「BHN桑原基金寄附講座」 2021年度後学期講座

2021年12月28日(火)14:27

 

第10回・第11回 授業 :SDGsに寄与する研究開発に関する課題発表と討論

 

電気通信大学において、2019年度に発足した本講座は、今学期は十分なコロナ対策を実施したうえで、本来の対面授業によって講義が実施されており、提携先の他大学に対してはオンラインによる遠隔授業の形態で配信されています。

電気通信大学での発表の様子

 

研修生が、今回の講義を通して学んだことを参考にして、所属している研究室で行われている研究開発テーマ、または研修生自身が関心を持っている外部の研究開発テーマに関して発表しました。
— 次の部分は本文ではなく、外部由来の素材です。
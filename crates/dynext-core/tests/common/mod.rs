//! Common test utilities for extension system tests.
//!
//! The fixture modules under `tests/test-extensions` are dev-dependencies of
//! this crate, so cargo builds their cdylibs next to the test binaries.

#![allow(dead_code)]

use std::env::consts::{DLL_PREFIX, DLL_SUFFIX};
use std::fs;
use std::path::{Path, PathBuf};
use std::sync::Arc;

use dynext_core::ExtensionSystem;
use parking_lot::Mutex;
use tempfile::TempDir;

/// Fixture module exporting `Ext1` v100 and `Ext2` v100.
pub const ALPHA: &str = "ext_alpha";
/// Fixture module exporting `Ext1` v110.
pub const BETA: &str = "ext_beta";
/// Fixture module built by a "test 1" compiler.
pub const FOREIGN: &str = "ext_foreign";
/// Fixture module with one "test 1" entry and one native entry.
pub const MIXED: &str = "ext_mixed";
/// Fixture module with an empty descriptor table.
pub const EMPTY: &str = "ext_empty";
/// Fixture module without a descriptor export.
pub const NO_DESCRIPTOR: &str = "test_interfaces";

/// Platform file name of a module, e.g. `libext_alpha.so`.
pub fn library_file_name(name: &str) -> String {
    format!("{DLL_PREFIX}{name}{DLL_SUFFIX}")
}

/// Path of a fixture module built by cargo.
pub fn fixture_library(name: &str) -> PathBuf {
    let exe = std::env::current_exe().unwrap();
    let deps = exe.parent().unwrap();
    let file_name = library_file_name(name);

    for dir in [deps, deps.parent().unwrap()] {
        let candidate = dir.join(&file_name);
        if candidate.is_file() {
            return candidate;
        }
    }

    // Fall back to a hashed artifact name, e.g. `libext_alpha-0123abcd.so`.
    let hashed_prefix = format!("{DLL_PREFIX}{name}-");
    fs::read_dir(deps)
        .unwrap()
        .flatten()
        .map(|entry| entry.path())
        .find(|path| {
            let file = path.file_name().unwrap().to_string_lossy().into_owned();
            file.starts_with(&hashed_prefix) && file.ends_with(DLL_SUFFIX)
        })
        .unwrap_or_else(|| panic!("fixture module {file_name} not found in {}", deps.display()))
}

/// Copy fixture modules into `dir` under their platform file names.
pub fn stage(dir: &Path, names: &[&str]) -> Vec<PathBuf> {
    names
        .iter()
        .map(|name| stage_as(dir, name, &library_file_name(name)))
        .collect()
}

/// Copy one fixture module into `dir` as `file_name`.
pub fn stage_as(dir: &Path, name: &str, file_name: &str) -> PathBuf {
    fs::create_dir_all(dir).unwrap();
    let target = dir.join(file_name);
    fs::copy(fixture_library(name), &target).unwrap();
    target
}

/// Temporary directory holding the given fixture modules.
pub fn staged_dir(names: &[&str]) -> TempDir {
    let dir = TempDir::new().unwrap();
    stage(dir.path(), names);
    dir
}

/// Collects every diagnostic delivered to a registry.
#[derive(Clone, Default)]
pub struct Messages(Arc<Mutex<Vec<String>>>);

impl Messages {
    pub fn attach(&self, system: &mut ExtensionSystem) {
        let sink = self.0.clone();
        system.set_message_handler(move |msg| sink.lock().push(msg.to_string()));
    }

    pub fn all(&self) -> Vec<String> {
        self.0.lock().clone()
    }

    pub fn any(&self, needle: &str) -> bool {
        self.0.lock().iter().any(|msg| msg.contains(needle))
    }

    pub fn is_empty(&self) -> bool {
        self.0.lock().is_empty()
    }

    pub fn clear(&self) {
        self.0.lock().clear();
    }
}

/// Registry with a collecting message handler attached.
pub fn system_with_messages() -> (ExtensionSystem, Messages) {
    let mut system = ExtensionSystem::new();
    let messages = Messages::default();
    messages.attach(&mut system);
    (system, messages)
}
研修生がその研究開発テーマを提案するにあたり、SDGsへの寄与の度合いや提案内容の卓越性、及びその波及効果について課題発表と討論が求められていました。

 

発表の評価ポイントは以下のような項目とされています:

1.卓越性

・目的と研究開発計画の明瞭さ

・野心性,イノベーションの可能性,先端性(例:画期的な目標、新しい概念、新しい取り組み)

 

発表及び質疑応答の時間配分は次のように定められており、短時間で要領よく発表することが必要でした:

・発表時間:6分

・質疑応答:4分

     計10分

 なお、今回の発表会には、対面受講の受講生が14名、オンラインでは3名参加しました。

 

各研修生とも、それぞれ独創的な研究開発テーマで「義手の制御方法 手の動きの意図認識のための構造」、「X線吸収分光マップを用いた燃料電池の劣化予測」等、色々紹介していましたが、その中で特にユニークなものとして

●MITミニチーターの開発

・速度2.45m / s(8.8km / h)(重量9kg)
堅牢性、広い可動域を持つ動物型ロボット
利用が将来的に可能になる項目:捜索救助、探索行動、交通

 

●インドネシアにおけるクリーンエネルギーと健康・気候改善のための地熱の可能性
大気汚染の現状とインドネシアにおける地熱発電プロジェクトについて

地熱発電所プロジェクトを推進することにより推測される結果として
・石炭使用量を30%削減(インドネシアで)
・発電所による大気汚染を40%削減します。
・呼吸器疾患を50%減らします。
(特にベンテンとジャカルタおよび石炭火力発電所の近くの他の地域で)

 

●MCU (Memory Control Unit)を用いたバイタルサイン検出システム ICUのベッド不足がCOVID-19による数千人の過剰死亡と関連(エール大学研究)。

この研究の期待される貢献
従来のECG&PPGに代わる正確なバイタルサインの検出ソリューションを提供します。薄型、低消費電力、医療環境の悪い地域(中近東、アフリカ)でも運用しやすい。

 

●代替エネルギーから効率的にエネルギーを蓄える

新規リチウムイオン電池の電極材料としてのヘテロ原子ドープカーボン:代替エネルギーからエネルギーを効率的に蓄える。エネルギー効率と環境にやさしいことは、2030年のSDGs(貧困撲滅、不平等削減、環境保護)の達成に向けた重要な鍵のひとつとなりえます。

 

発表後のQ&Aでは、様々な質問が出され、今後の研究への新たな課題も見つけられた受講生もいました。

発表への質問をする受講生

 

今後の研究への提案と質問をされた、榑松副理事長(BHN)

 

なお、年内の講義はこの回で終了し、年明け2022年は1月7日(金)に第12回講義の開催が予定されています。